According to Anne Patterson of the Langley Times, the dedicated volunteers at the Langley-based Horse Protection Society of B.C. have decided that the best way to prevent the growing number of equine abuse and neglect cases is to educate prospective horse owners before they buy their first equine.
“We are seeing people buying horses like they would a puppy. And then when they realize the enormity of owning a horse they often either abandon them, send them to auction, simply don’t care for them, or they call a rescue to take them on. We want to offer people a course that can help them understand the huge responsibility it is to own a horse,” said Sharon Wells-Ackermans, managing director of the society.

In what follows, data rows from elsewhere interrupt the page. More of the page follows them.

//! # Kubernetes Runtime Configuration
//!
//! [`RuntimeConfig`] backed by the Kubernetes API:
//! - users database in a ConfigMap data key
//! - plaintext credentials in a Secret, one data entry per identity
//! - restart via a timestamp annotation on the workload's pod template,
//!   the same mechanism as `kubectl rollout restart`

use super::{document, RuntimeConfig, SecretBatch};
use crate::config::{SyncConfig, WorkloadKind};
use crate::constants::FIELD_MANAGER;
use crate::error::SyncResult;
use crate::model::ConfigRecord;
use anyhow::Context;
use chrono::Utc;
use async_trait::async_trait;
use k8s_openapi::api::apps::v1::{DaemonSet, Deployment, StatefulSet};
use k8s_openapi::api::core::v1::{ConfigMap, Secret};
use k8s_openapi::apimachinery::pkg::apis::meta::v1::ObjectMeta;
use k8s_openapi::{ByteString, NamespaceResourceScope};
use kube::api::{Api, Patch, PatchParams, PostParams};
use kube::Client;
use serde::de::DeserializeOwned;
use std::collections::BTreeMap;
use tracing::{debug, info};

pub struct KubernetesOrigin {
    client: Client,
    namespace: String,
    configmap_name: String,
    configmap_key: String,
    secret_name: String,
    workload_kind: WorkloadKind,
    workload_name: String,
    restart_annotation: String,
}

impl std::fmt::Debug for KubernetesOrigin {
    fn fmt(&self, f: &mut std::fmt::Formatter<'_>) -> std::fmt::Result {
        f.debug_struct("KubernetesOrigin")
            .field("namespace", &self.namespace)
            .field("configmap", &self.configmap_name)
            .field("secret", &self.secret_name)
            .field("workload", &format!("{}/{}", self.workload_kind.as_str(), self.workload_name))
            .finish_non_exhaustive()
    }
}

impl KubernetesOrigin {
    pub fn new(client: Client, config: &SyncConfig) -> Self {
        Self {
            client,
            namespace: config.namespace.clone(),
            configmap_name: config.configmap_name.clone(),
            configmap_key: config.configmap_key.clone(),
            secret_name: config.secret_name.clone(),
            workload_kind: config.workload_kind,
            workload_name: config.workload_name.clone(),
            restart_annotation: config.restart_annotation.clone(),
        }
    }

    fn api<K>(&self) -> Api<K>
    where
        K: kube::Resource<Scope = NamespaceResourceScope>,
        <K as kube::Resource>::DynamicType: Default,
    {
        Api::namespaced(self.client.clone(), &self.namespace)
    }

    async fn patch_workload<K>(&self, patch: &serde_json::Value) -> anyhow::Result<()>
    where
        K: kube::Resource<Scope = NamespaceResourceScope>
            + Clone
            + DeserializeOwned
            + std::fmt::Debug,
        <K as kube::Resource>::DynamicType: Default,
    {
        self.api::<K>()
            .patch(
                &self.workload_name,
                &PatchParams::apply(FIELD_MANAGER),
                &Patch::Merge(patch),
            )
            .await
            .with_context(|| {
                format!(
                    "Failed to patch {} {}/{}",
                    self.workload_kind.as_str(),
                    self.namespace,
                    self.workload_name
                )
            })?;
        Ok(())
    }
}

#[async_trait]
impl RuntimeConfig for KubernetesOrigin {
    async fn load_users_origin(&self) -> SyncResult<BTreeMap<String, ConfigRecord>> {
        let configmaps: Api<ConfigMap> = self.api();
        let configmap = configmaps
            .get_opt(&self.configmap_name)
            .await
            .with_context(|| {
                format!("Failed to get ConfigMap {}/{}", self.namespace, self.configmap_name)
            })?;

        let Some(text) = users_database_text(configmap.as_ref(), &self.configmap_key) else {
            info!(
                "No users database at ConfigMap {}/{} key '{}', treating Authelia as unconfigured",
                self.namespace, self.configmap_name, self.configmap_key
            );
            return Ok(BTreeMap::new());
        };

        let records = document::parse_users_document(text)?;
        debug!("Loaded {} users from Authelia users database", records.len());
        Ok(records)
    }

    async fn update_origin(&self, document: Vec<u8>) -> SyncResult<()> {
        let text = String::from_utf8(document).context("Users database is not valid UTF-8")?;
        let configmaps: Api<ConfigMap> = self.api();

        let existing = configmaps
            .get_opt(&self.configmap_name)
            .await
            .with_context(|| {
                format!("Failed to get ConfigMap {}/{}", self.namespace, self.configmap_name)
            })?;

        match existing {
            Some(mut configmap) => {
                configmap
                    .data
                    .get_or_insert_with(BTreeMap::new)
                    .insert(self.configmap_key.clone(), text);
                // Dropping the resource version makes the replace unconditional.
                configmap.metadata.resource_version = None;
                configmaps
                    .replace(&self.configmap_name, &PostParams::default(), &configmap)
                    .await
                    .with_context(|| {
                        format!(
                            "Failed to replace ConfigMap {}/{}",
                            self.namespace, self.configmap_name
                        )
                    })?;
            }
            None => {
                let configmap = ConfigMap {
                    metadata: ObjectMeta {
                        name: Some(self.configmap_name.clone()),
                        namespace: Some(self.namespace.clone()),
                        ..Default::default()
                    },
                    data: Some(BTreeMap::from([(self.configmap_key.clone(), text)])),
                    ..Default::default()
                };
                configmaps
                    .create(&PostParams::default(), &configmap)
                    .await
                    .with_context(|| {
                        format!(
                            "Failed to create ConfigMap {}/{}",
                            self.namespace, self.configmap_name
                        )
                    })?;
            }
        }

        info!(
            "Published users database to ConfigMap {}/{}",
            self.namespace, self.configmap_name
        );
        Ok(())
    }

    async fn update_secrets(&self, changed: &SecretBatch) -> SyncResult<()> {
        if changed.is_empty() {
            debug!("No credentials changed, skipping Secret update");
            return Ok(());
        }

        let data = secret_data(changed);
        let secrets: Api<Secret> = self.api();

        let patch = secret_merge_patch(&data);
        match secrets
            .patch(
                &self.secret_name,
                &PatchParams::apply(FIELD_MANAGER),
                &Patch::Merge(&patch),
            )
            .await
        {
            Ok(_) => {}
            Err(kube::Error::Api(api_err)) if api_err.code == 404 => {
                let secret = Secret {
                    metadata: ObjectMeta {
                        name: Some(self.secret_name.clone()),
                        namespace: Some(self.namespace.clone()),
                        ..Default::default()
                    },
                    data: Some(data),
                    ..Default::default()
                };
                secrets
                    .create(&PostParams::default(), &secret)
                    .await
                    .with_context(|| {
                        format!("Failed to create Secret {}/{}", self.namespace, self.secret_name)
                    })?;
            }
            Err(e) => {
                return Err(anyhow::Error::new(e)
                    .context(format!(
                        "Failed to patch Secret {}/{}",
                        self.namespace, self.secret_name
                    ))
                    .into());
            }
        }

        info!(
            "Merged {} credentials into Secret {}/{}",
            changed.len(),
            self.namespace,
            self.secret_name
        );
        Ok(())
    }

    async fn restart_origin(&self) -> SyncResult<()> {
        let restarted_at = Utc::now().to_rfc3339();
        let patch = restart_patch(&self.restart_annotation, &restarted_at);

        match self.workload_kind {
            WorkloadKind::Deployment => self.patch_workload::<Deployment>(&patch).await?,
            WorkloadKind::StatefulSet => self.patch_workload::<StatefulSet>(&patch).await?,
            WorkloadKind::DaemonSet => self.patch_workload::<DaemonSet>(&patch).await?,
        }

        info!(
            "Requested restart of {} {}/{} ({}={})",
            self.workload_kind.as_str(),
            self.namespace,
            self.workload_name,
            self.restart_annotation,
            restarted_at
        );
        Ok(())
    }
}

/// Users database text, if both the ConfigMap and its key exist
fn users_database_text<'a>(configmap: Option<&'a ConfigMap>, key: &str) -> Option<&'a str> {
    configmap?.data.as_ref()?.get(key).map(String::as_str)
}

fn secret_data(changed: &SecretBatch) -> BTreeMap<String, ByteString> {
    changed
        .iter()
        .map(|(identity, plaintext)| (identity.clone(), ByteString(plaintext.to_vec())))
        .collect()
}

/// JSON merge patch touching only the listed Secret keys
fn secret_merge_patch(data: &BTreeMap<String, ByteString>) -> serde_json::Value {
    serde_json::json!({ "data": data })
}

/// Pod-template annotation patch that makes the workload controller roll its pods
fn restart_patch(annotation: &str, restarted_at: &str) -> serde_json::Value {
    let mut annotations = serde_json::Map::new();
    annotations.insert(
        annotation.to_string(),
        serde_json::Value::String(restarted_at.to_string()),
    );
    serde_json::json!({
        "spec": { "template": { "metadata": { "annotations": annotations } } }
    })
}

#[cfg(test)]
mod tests {
    use super::*;
    use zeroize::Zeroizing;

    fn batch(entries: &[(&str, &str)]) -> SecretBatch {
        entries
            .iter()
            .map(|(k, v)| ((*k).to_string(), Zeroizing::new(v.as_bytes().to_vec())))
            .collect()
    }

    #[test]
    fn test_secret_patch_lists_only_changed_keys_base64_encoded() {
        let patch = secret_merge_patch(&secret_data(&batch(&[("alice", "secret")])));

        let data = patch["data"].as_object().unwrap();
        assert_eq!(data.len(), 1);
        assert_eq!(data["alice"], "c2VjcmV0");
        assert_eq!(patch.as_object().unwrap().len(), 1);
    }

    #[test]
    fn test_restart_patch_targets_pod_template_annotation() {
        let now = Utc::now().to_rfc3339();
        let patch = restart_patch("authelia-sync/restartedAt", &now);

        let value = &patch["spec"]["template"]["metadata"]["annotations"]
            ["authelia-sync/restartedAt"];
        assert_eq!(value, &serde_json::Value::String(now));
        assert!(chrono::DateTime::parse_from_rfc3339(value.as_str().unwrap()).is_ok());
    }

    #[test]
    fn test_missing_configmap_or_key_yields_no_text() {
        assert_eq!(users_database_text(None, "users_database.yml"), None);

        let empty = ConfigMap::default();
        assert_eq!(users_database_text(Some(&empty), "users_database.yml"), None);

        let other_key = ConfigMap {
            data: Some(BTreeMap::from([("other".to_string(), "x".to_string())])),
            ..Default::default()
        };
        assert_eq!(users_database_text(Some(&other_key), "users_database.yml"), None);

        let present = ConfigMap {
            data: Some(BTreeMap::from([(
                "users_database.yml".to_string(),
                "users: {}\n".to_string(),
            )])),
            ..Default::default()
        };
        assert_eq!(
            users_database_text(Some(&present), "users_database.yml"),
            Some("users: {}\n")
        );
    }
}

The non-profit has developed a program where people can come for riding lessons using some of the rescue horses in their care. While the course material can be tailored for children as young as 10 years old, the majority of students at the moment are adults. The program will take students through four levels, each with a practical and written test, and will most likely take about a year to complete. Students can come once or twice a week.
The Langley riding program is more comprehensive than the average school can offer. In addition to riding lessons offered by a professional instructor, the volunteers will provide hands-on training in all areas of horse care and handling. In addition to covering barn management, feed and nutritional needs, students in the horsemanship program will get advice on purchasing suitable mounts and planning for their future.
“We will also show people some alternatives to buying their own horse, if that suits better, like leasing or just continuing on with riding lessons,” said Sharon.